Before I was a dredge operator, I worked on the tip floor. (You'll love this.) The tip floor is where the garbage is brought in it's raw, fresh-from-the-curb format. It is spread in ten-feet-wide lines on a concrete floor by loader tractors. Then these guys basically walk through it, looking for hazardous materials or anything too large or too non-biodegradable to be composted. Then they take their sawed-off hockey stick and fling it to the side. Anything and everything can be found in this line: dead animals, wallets full of money, water heaters, Hep-C laden syringes waiting to find skin, perfectly good furniture, pornography (so much!), diamond rings, food you could eat and not get sick from. The life of what people throw away really begins on the tip floor. Before we get it, it's just commodity. Once it enters our plant, it is culture.

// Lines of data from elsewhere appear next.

#[cfg(test)]
mod tests {
    use super::*;
    use crate::abstract_trait::CartRepositoryTrait;
    use async_trait::async_trait;
    use shared::{errors::RepositoryError, model::Product};
    use std::sync::Mutex as StdMutex;

    fn product(id: i32, price: i64, stock: i32) -> Product {
        Product {
            id,
            name: format!("Product {id}"),
            brand: "Acme".into(),
            description: "".into(),
            price,
            category: "Laptop".into(),
            stock_quantity: stock,
            release_date: None,
            available: true,
            display_image: None,
        }
    }

    fn line(id: i64, product_id: i32, price: i64, quantity: i32, stock: i32) -> CartLine {
        CartLine {
            id,
            product: product(product_id, price, stock),
            quantity,
            price,
        }
    }

    #[derive(Default)]
    struct MockCartRepository {
        cart: Vec<CartLine>,
        add_returns: Option<CartLine>,
        fail_with: Option<RepositoryError>,
        calls: StdMutex<Vec<String>>,
    }

    impl MockCartRepository {
        fn calls(&self) -> Vec<String> {
            self.calls.lock().unwrap().clone()
        }

        fn record(&self, call: &str) -> Result<(), RepositoryError> {
            self.calls.lock().unwrap().push(call.to_string());
            match &self.fail_with {
                Some(err) => Err(err.clone()),
                None => Ok(()),
            }
        }
    }

    #[async_trait]
    impl CartRepositoryTrait for MockCartRepository {
        async fn fetch_cart(&self, _user_id: i64) -> Result<Vec<CartLine>, RepositoryError> {
            self.record("fetch_cart")?;
            Ok(self.cart.clone())
        }

        async fn add_item(&self, _req: &AddToCartRequest) -> Result<CartLine, RepositoryError> {
            self.record("add_item")?;
            Ok(self.add_returns.clone().expect("add_returns not set"))
        }

        async fn remove_item(
            &self,
            _user_id: i64,
            product_id: i32,
        ) -> Result<(), RepositoryError> {
            self.record(&format!("remove_item:{product_id}"))
        }

        async fn update_quantity(
            &self,
            _user_id: i64,
            product_id: i32,
            req: &UpdateQuantityRequest,
        ) -> Result<(), RepositoryError> {
            self.record(&format!("update_quantity:{product_id}:{}", req.quantity))
        }

        async fn clear(&self, _user_id: i64) -> Result<(), RepositoryError> {
            self.record("clear")
        }
    }

    fn store_with(repo: MockCartRepository) -> (CartStore, Arc<MockCartRepository>) {
        let repo = Arc::new(repo);
        (CartStore::new(repo.clone()), repo)
    }

    #[test]
    fn merge_appends_new_product() {
        let lines = vec![line(1, 10, 100, 2, 5)];
        let merged = merge_returned_line(lines, line(2, 20, 50, 1, 5));

        assert_eq!(merged.len(), 2);
        assert_eq!(merged[1].product.id, 20);
        assert_eq!(merged[1].quantity, 1);
    }

    #[test]
    fn merge_adds_quantity_for_existing_product() {
        let lines = vec![line(1, 10, 100, 2, 9)];
        let merged = merge_returned_line(lines, line(1, 10, 100, 3, 9));

        assert_eq!(merged.len(), 1);
        assert_eq!(merged[0].quantity, 5);
    }

    #[tokio::test]
    async fn add_item_appends_line_for_new_product() {
        let (store, _repo) = store_with(MockCartRepository {
            add_returns: Some(line(7, 42, 150, 1, 10)),
            ..Default::default()
        });

        store.load_cart(1).await;
        store
            .add_item(&AddToCartRequest {
                user_id: 1,
                product_id: 42,
                quantity: 1,
            })
            .await
            .unwrap();

        let snapshot = store.snapshot().await;
        let lines = snapshot.lines.value().unwrap();
        assert_eq!(lines.len(), 1);
        assert_eq!(lines[0].product.id, 42);
        assert_eq!(snapshot.total, 150);
    }

    #[tokio::test]
    async fn add_item_preserves_existing_lines() {
        let (store, _repo) = store_with(MockCartRepository {
            cart: vec![line(1, 10, 100, 2, 5), line(2, 20, 50, 1, 5)],
            add_returns: Some(line(3, 30, 75, 1, 8)),
            ..Default::default()
        });
        store.load_cart(1).await;

        store
            .add_item(&AddToCartRequest {
                user_id: 1,
                product_id: 30,
                quantity: 1,
            })
            .await
            .unwrap();

        let snapshot = store.snapshot().await;
        let lines = snapshot.lines.value().unwrap();
        assert_eq!(lines.len(), 3);
        assert_eq!(lines[0].product.id, 10);
        assert_eq!(lines[0].quantity, 2);
        assert_eq!(lines[1].product.id, 20);
        assert_eq!(snapshot.total, 200 + 50 + 75);
    }

    #[tokio::test]
    async fn remove_item_keeps_other_lines() {
        let (store, _repo) = store_with(MockCartRepository {
            cart: vec![line(1, 10, 100, 2, 5), line(2, 20, 50, 1, 5)],
            ..Default::default()
        });
        store.load_cart(1).await;

        store.remove_item(1, 10).await;

        let snapshot = store.snapshot().await;
        let lines = snapshot.lines.value().unwrap();
        assert_eq!(lines.len(), 1);
        assert_eq!(lines[0].product.id, 20);
        assert_eq!(snapshot.total, 50);
    }

    #[tokio::test]
    async fn set_quantity_leaves_other_lines_untouched() {
        let (store, _repo) = store_with(MockCartRepository {
            cart: vec![line(1, 10, 100, 2, 5), line(2, 20, 50, 1, 5)],
            ..Default::default()
        });
        store.load_cart(1).await;

        store.set_quantity(1, 10, 4).await.unwrap();

        let snapshot = store.snapshot().await;
        let lines = snapshot.lines.value().unwrap();
        assert_eq!(lines.len(), 2);
        assert_eq!(lines[0].quantity, 4);
        assert_eq!(lines[1].product.id, 20);
        assert_eq!(lines[1].quantity, 1);
        assert_eq!(snapshot.total, 400 + 50);
    }

    #[tokio::test]
    async fn add_item_rejects_invalid_quantity_without_network() {
        let (store, repo) = store_with(MockCartRepository::default());

        let result = store
            .add_item(&AddToCartRequest {
                user_id: 1,
                product_id: 42,
                quantity: 0,
            })
            .await;

        assert!(matches!(result, Err(ServiceError::Validation(_))));
        assert!(repo.calls().is_empty());
    }

    #[tokio::test]
    async fn total_is_sum_of_price_times_quantity() {
        let (store, _repo) = store_with(MockCartRepository {
            cart: vec![line(1, 10, 100, 2, 5), line(2, 20, 50, 1, 5)],
            ..Default::default()
        });

        store.load_cart(1).await;

        assert_eq!(store.snapshot().await.total, 250);
    }

    #[tokio::test]
    async fn set_quantity_over_stock_issues_no_call() {
        let (store, repo) = store_with(MockCartRepository {
            cart: vec![line(1, 10, 100, 2, 5)],
            ..Default::default()
        });
        store.load_cart(1).await;

        let result = store.set_quantity(1, 10, 9).await;

        assert!(matches!(result, Err(ServiceError::Validation(_))));
        assert_eq!(repo.calls(), vec!["fetch_cart"]);

        let snapshot = store.snapshot().await;
        assert_eq!(snapshot.lines.value().unwrap()[0].quantity, 2);
    }

    #[tokio::test]
    async fn set_quantity_clamps_decrease_to_one() {
        let (store, repo) = store_with(MockCartRepository {
            cart: vec![line(1, 10, 100, 3, 5)],
            ..Default::default()
        });
        store.load_cart(1).await;

        store.set_quantity(1, 10, 0).await.unwrap();

        assert_eq!(repo.calls(), vec!["fetch_cart", "update_quantity:10:1"]);
        assert_eq!(store.snapshot().await.lines.value().unwrap()[0].quantity, 1);
    }

    #[tokio::test]
    async fn set_quantity_skips_round_trip_when_unchanged() {
        let (store, repo) = store_with(MockCartRepository {
            cart: vec![line(1, 10, 100, 1, 5)],
            ..Default::default()
        });
        store.load_cart(1).await;

        // a decrease from 1 clamps back to 1, so nothing is sent
        store.set_quantity(1, 10, 0).await.unwrap();

        assert_eq!(repo.calls(), vec!["fetch_cart"]);
    }

    #[tokio::test]
    async fn remove_absent_product_is_a_noop() {
        let (store, _repo) = store_with(MockCartRepository {
            cart: vec![line(1, 10, 100, 2, 5)],
            ..Default::default()
        });
        store.load_cart(1).await;

        store.remove_item(1, 999).await;

        let snapshot = store.snapshot().await;
        assert!(snapshot.lines.is_succeeded());
        assert_eq!(snapshot.lines.value().unwrap().len(), 1);
    }

    #[tokio::test]
    async fn clear_empties_lines_and_total() {
        let (store, _repo) = store_with(MockCartRepository {
            cart: vec![line(1, 10, 100, 2, 5)],
            ..Default::default()
        });
        store.load_cart(1).await;
        assert_eq!(store.snapshot().await.total, 200);

        store.clear(1).await;

        let snapshot = store.snapshot().await;
        assert!(snapshot.lines.value().unwrap().is_empty());
        assert_eq!(snapshot.total, 0);
    }

    #[tokio::test]
    async fn transport_failure_lands_in_failed_state() {
        let (store, _repo) = store_with(MockCartRepository {
            fail_with: Some(RepositoryError::Network("connection refused".into())),
            ..Default::default()
        });

        store.load_cart(1).await;

        let snapshot = store.snapshot().await;
        assert!(snapshot.lines.is_failed());
        assert!(snapshot.lines.error().unwrap().contains("connection refused"));
    }

    #[tokio::test]
    async fn mutation_prunes_images_of_removed_products() {
        let (store, _repo) = store_with(MockCartRepository {
            cart: vec![line(1, 10, 100, 2, 5), line(2, 20, 50, 1, 5)],
            ..Default::default()
        });
        store.load_cart(1).await;

        store
            .apply_image_map(HashMap::from([
                (10, "data:image/png;base64,a".to_string()),
                (20, "data:image/png;base64,b".to_string()),
            ]))
            .await;

        store.remove_item(1, 20).await;

        let snapshot = store.snapshot().await;
        assert_eq!(snapshot.image_by_product.len(), 1);
        assert!(snapshot.image_by_product.contains_key(&10));
    }

    #[tokio::test]
    async fn image_map_ignores_products_outside_the_cart() {
        let (store, _repo) = store_with(MockCartRepository {
            cart: vec![line(1, 10, 100, 2, 5)],
            ..Default::default()
        });
        store.load_cart(1).await;

        store
            .apply_image_map(HashMap::from([
                (10, "data:image/png;base64,a".to_string()),
                (99, "data:image/png;base64,zzz".to_string()),
            ]))
            .await;

        let snapshot = store.snapshot().await;
        assert_eq!(snapshot.image_by_product.len(), 1);
    }
}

Things I earned through last year's Pepsi-points promotion from points collected from the tip floor: a carabiner, a minidisc recorder, over twenty movie passes, a digital camera. That's pure theft, baby! But it's one of those oh-so-hip victimless crimes.

Anyhoo. The tip floor is where my replacement's going to come from. And I know what I said about the greatest generation just a bit ago, but you can forget it because some of these tip floor guys are absolute retards. If I saw them somewhere outside the plant I would run. And here, among these ranks, is where my replacement is biding his time, waiting to be promoted and plunged into the impossible task of keeping a dredge moving in open waters when the ambient temperature is minus fucking thirty.

Who'll replace me? I don't fucking know. Just so long as I never have to row a boat across a lake of freezing shit to reconnect a pipe that's split away.

But how was the question meant? Is this the price of my new position: that I have to vouch for one of these guys? To not screw it up? So badly we're all laid off till April? Come on. Just gimme the job. Gimme the job, gimme it, gimme gimme gimme.